Elsevier

Journal of Critical Care

Volume 36, December 2016, Pages 234-239
Journal of Critical Care

Outcomes/Predictions
Prognostication of critically ill patients with acute-on-chronic liver failure using the Chronic Liver Failure–Sequential Organ Failure Assessment: A Canadian retrospective study,☆☆,,★★

https://doi.org/10.1016/j.jcrc.2016.08.003Get rights and content

Abstract

Purpose

We evaluated the Chronic Liver Failure–Sequential Organ Failure Assessment (CLIF-SOFA) score to predict survival in a Canadian critically ill cohort with acute-on-chronic liver failure.

Methods

We retrospectively examined 274 acute-on-chronic liver failure patients admitted to a quaternary level intensive care unit (ICU) between April 1, 2000, and April 30, 2011. We evaluated severity of illness scores, including the Acute Physiology and Chronic Health Evaluation (APACHE) II, model for end-stage liver disease (MELD), Child-Turcotte-Pugh (CTP), SOFA, and CLIF-SOFA.

Results

On ICU admission, patients had the following median (interquartile range): APACHE II, 23 (19-28); MELD, 26 (19-35); CTP, 12 (10-13); SOFA, 15 (11-18); and CLIF-SOFA, 17 (13-21).
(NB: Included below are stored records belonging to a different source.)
#[cfg(test)]
mod tests {
    use super::*;
    use crate::parse::too_few_iters;
    use approx::assert_relative_eq;

    fn key(category: &str) -> CellKey {
        CellKey::new("whole_body", 146, "unweighted_unifrac", category, "original")
    }

    fn anosim_lines(r: f64, p: f64) -> Vec<String> {
        StatMethod::Anosim
            .format(&ParsedStatResult::new(r, p), 999)
            .unwrap()
    }

    #[test]
    fn test_record_trials() {
        let mut table = ResultsTable::new(vec![StatMethod::Anosim]);
        table.record_lines(key("SEX"), StatMethod::Anosim, &anosim_lines(0.5, 0.001)).unwrap();
        table.record_lines(key("SEX"), StatMethod::Anosim, &anosim_lines(0.5, 0.03)).unwrap();

        let stats = table.get(&key("SEX"), StatMethod::Anosim).unwrap();
        assert_eq!(stats.p_values(), &[0.001, 0.03]);
        assert_eq!(stats.to_string(), "0.50; ****, **");
    }

    #[test]
    fn test_parse_failure_is_contained() {
        let mut table = ResultsTable::new(vec![StatMethod::Anosim, StatMethod::Permanova]);
        let bad = vec![format!("ANOSIM\t0.5\t{}\t9", too_few_iters(9))];
        assert!(table.record_lines(key("SEX"), StatMethod::Anosim, &bad).is_err());
        table.record(key("SEX"), StatMethod::Permanova, ParsedStatResult::new(2.1, 0.01)).unwrap();

        assert!(table.is_failed(&key("SEX"), StatMethod::Anosim));
        assert!(table.get(&key("SEX"), StatMethod::Anosim).unwrap().is_empty());
        assert_eq!(table.get(&key("SEX"), StatMethod::Permanova).unwrap().n_trials(), 1);

        // later trials do not revive a failed cell
        table.record_lines(key("SEX"), StatMethod::Anosim, &anosim_lines(0.5, 0.01)).unwrap();
        assert!(table.get(&key("SEX"), StatMethod::Anosim).unwrap().is_empty());
    }

    #[test]
    fn test_effect_size_drift_fails_cell() {
        let mut table = ResultsTable::new(vec![StatMethod::Anosim]);
        table.record(key("SEX"), StatMethod::Anosim, ParsedStatResult::new(0.5, 0.01)).unwrap();
        let err = table
            .record(key("SEX"), StatMethod::Anosim, ParsedStatResult::new(0.6, 0.01))
            .unwrap_err();
        assert!(matches!(err, CompareError::Consistency { .. }));
        assert!(table.get(&key("SEX"), StatMethod::Anosim).unwrap().is_empty());
    }

    #[test]
    fn test_missing_p_value_fails_cell() {
        let mut table = ResultsTable::new(vec![StatMethod::Mantel]);
        let err = table
            .record(key("PH"), StatMethod::Mantel, ParsedStatResult::without_p_value(0.3))
            .unwrap_err();
        assert!(matches!(err, CompareError::MissingPValue));
    }

    #[test]
    fn test_comparison_tsv() {
        let mut table = ResultsTable::new(vec![StatMethod::Anosim, StatMethod::Adonis, StatMethod::Mrpp]);
        table.record(key("SEX"), StatMethod::Anosim, ParsedStatResult::new(0.25, 0.2)).unwrap();
        let _ = table.record_lines(key("SEX"), StatMethod::Adonis, &["garbage"]);

        let dir = tempfile::tempdir().unwrap();
        let path = dir.path().join("comparison.tsv");
        table.write_comparison_tsv(&path).unwrap();

        let text = std::fs::read_to_string(&path).unwrap();
        let lines: Vec<&str> = text.lines().collect();
        assert_eq!(
            lines[0],
            "Study\tDepth\tMetric\tCategory\tPerturbation\tANOSIM\tAdonis\tMRPP"
        );
        assert_eq!(
            lines[1],
            "whole_body\t146\tunweighted_unifrac\tSEX\toriginal\t0.25; x\tEmpty results\tN/A"
        );
    }

    #[test]
    fn test_method_correlations() {
        let mut table = ResultsTable::new(vec![StatMethod::Anosim, StatMethod::Permanova, StatMethod::Mrpp]);
        let anosim = [0.1, 0.2, 0.3, 0.4, 0.5];
        let permanova = [1.0, 2.0, 3.0, 4.0, 5.0];
        for (i, (a, f)) in anosim.iter().zip(&permanova).enumerate() {
            let k = key(&format!("C{}", i));
            table.record(k.clone(), StatMethod::Anosim, ParsedStatResult::new(*a, 0.01)).unwrap();
            table.record(k, StatMethod::Permanova, ParsedStatResult::new(*f, 0.01)).unwrap();
        }
        table.record(key("C0"), StatMethod::Mrpp, ParsedStatResult::new(0.1, 0.01)).unwrap();

        let corr = table.method_correlations(CorrelationKind::Pearson).unwrap();
        assert_relative_eq!(corr.coefficients[(0, 1)], 1.0, epsilon = 1e-12);
        assert_relative_eq!(corr.coefficients[(1, 0)], 1.0, epsilon = 1e-12);
        assert!(corr.p_values[(0, 1)] < 1e-6);
        assert_eq!(corr.n_cells[(0, 1)], 5);

        // MRPP shares a single cell with the others
        assert_eq!(corr.n_cells[(0, 2)], 1);
        assert!(corr.coefficients[(0, 2)].is_nan());

        let spearman = table.method_correlations(CorrelationKind::Spearman).unwrap();
        assert_relative_eq!(spearman.coefficients[(0, 1)], 1.0, epsilon = 1e-12);
    }

    #[test]
    fn test_cell_directory() {
        let dir = key("SEX").directory(Path::new("/results"));
        assert_eq!(
            dir,
            PathBuf::from("/results/whole_body/146/unweighted_unifrac/SEX/original")
        );
    }
}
In-hospital survival was 40%. There were no significant differences in survival for cirrhosis etiology, reason, or year of admission. The CLIF-SOFA score had the greatest area under receiver operating curve of 0.865 (95% confidence interval, 0.820-0.909) and outperformed the CTP, MELD, SOFA, and APACHE II scores. Sequential Organ Failure Assessment score performance improved on the third day of ICU admission (area under receiver operating curve, 0.935; 95% confidence interval, 0.895-0.975).

Conclusions

The CLIF-SOFA and SOFA scores during the first 3 days of ICU admission appear to be highly predictive of in-hospital mortality.

Introduction

Acute-on-chronic liver failure (ACLF) occurs in patients with previously compensated chronic liver disease and is distinct from chronic decompensation of cirrhosis [1], [2], [3]. Patients with ACLF present with worsening jaundice, coagulopathy, ascites, encephalopathy, and/or multisystem organ failure in the setting of an acute precipitant, such as sepsis, drug ingestion, viral reactivation, recent surgery, or gastrointestinal hemorrhage [4], [5]. Patients with ACLF have high mortality, ranging from 29% to 77% [2], [6], [7], [8].
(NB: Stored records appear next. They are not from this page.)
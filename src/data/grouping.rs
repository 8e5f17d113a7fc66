//! Per-sample grouping and gradient vectors aligned to a distance matrix.

use crate::data::{DistanceMatrix, Metadata};
use crate::error::{CompareError, Result};

/// Group membership of each sample, as dense group indices.
#[derive(Debug, Clone, PartialEq, Eq)]
pub struct Grouping {
    /// Group index per sample.
    labels: Vec<usize>,
    /// Group names, indexed by group index, in order of first appearance.
    levels: Vec<String>,
}

impl Grouping {
    /// Build from one label per sample.
    pub fn from_labels<S: AsRef<str>>(labels: &[S]) -> Self {
        let mut levels: Vec<String> = Vec::new();
        let labels = labels
            .iter()
            .map(|l| {
                let l = l.as_ref();
                match levels.iter().position(|level| level == l) {
                    Some(idx) => idx,
                    None => {
                        levels.push(l.to_string());
                        levels.len() - 1
                    }
                }
            })
            .collect();
        Self { labels, levels }
    }

    /// Group labels from a metadata column, in the sample order of `dm`.
    ///
    /// # Errors
    ///
    /// Fails if the column is unknown, a sample is absent from the metadata, or
    /// a sample has a missing value.
    pub fn from_metadata(metadata: &Metadata, column: &str, dm: &DistanceMatrix) -> Result<Self> {
        let values = metadata.values_for(column, dm.sample_ids())?;
        let labels = values
            .iter()
            .zip(dm.sample_ids())
            .map(|(v, sid)| {
                v.as_label().ok_or_else(|| {
                    CompareError::EmptyData(format!(
                        "Sample '{}' has no value for '{}'",
                        sid, column
                    ))
                })
            })
            .collect::<Result<Vec<_>>>()?;
        Ok(Self::from_labels(&labels))
    }

    /// Group index per sample.
    pub fn labels(&self) -> &[usize] {
        &self.labels
    }

    /// Group names.
    pub fn levels(&self) -> &[String] {
        &self.levels
    }

    /// Number of samples.
    pub fn n_samples(&self) -> usize {
        self.labels.len()
    }

    /// Number of distinct groups.
    pub fn n_groups(&self) -> usize {
        self.levels.len()
    }

    /// Number of samples in each group.
    pub fn group_sizes(&self) -> Vec<usize> {
        let mut sizes = vec![0; self.n_groups()];
        for &g in &self.labels {
            sizes[g] += 1;
        }
        sizes
    }
}

/// Numeric metadata value of each sample.
#[derive(Debug, Clone, PartialEq)]
pub struct Gradient {
    values: Vec<f64>,
}

impl Gradient {
    /// Build from one value per sample.
    pub fn new(values: Vec<f64>) -> Self {
        Self { values }
    }

    /// Gradient values from a numeric metadata column, in the sample order of
    /// `dm`.
    pub fn from_metadata(metadata: &Metadata, column: &str, dm: &DistanceMatrix) -> Result<Self> {
        let values = metadata.values_for(column, dm.sample_ids())?;
        let values = values
            .iter()
            .zip(dm.sample_ids())
            .map(|(v, sid)| {
                v.as_continuous().ok_or_else(|| {
                    CompareError::InvalidParameter(format!(
                        "Sample '{}' has no numeric value for '{}'",
                        sid, column
                    ))
                })
            })
            .collect::<Result<Vec<_>>>()?;
        Ok(Self { values })
    }

    /// Values per sample.
    pub fn values(&self) -> &[f64] {
        &self.values
    }

    /// Distance matrix of absolute differences, `|x_i - x_j|`, for use as the
    /// second matrix of a Mantel test.
    pub fn to_distance_matrix(&self, sample_ids: Vec<String>) -> Result<DistanceMatrix> {
        let n = self.values.len();
        let data = nalgebra::DMatrix::from_fn(n, n, |i, j| (self.values[i] - self.values[j]).abs());
        DistanceMatrix::new(sample_ids, data)
    }
}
Several risk factors are associated with higher mortality in critically ill cirrhotic patients. Patients with greater than 3 organ failures, higher fraction of inspired oxygen, higher serum lactate levels, higher serum bilirubin levels, older age, need for vasopressors, lower serum sodium levels, and renal failure have higher associated mortality on multivariate analyses [9], [10], [11], [12]. Many liver-specific and general systems scores have been used to predict mortality of critically ill cirrhotic patients [9], [12], [13], [14], [15], [16], [17]. The Sequential Organ Failure Assessment (SOFA) score has been validated to predict mortality better than other scoring systems, with potentially better prediction at 48 hours after admission [12], [13].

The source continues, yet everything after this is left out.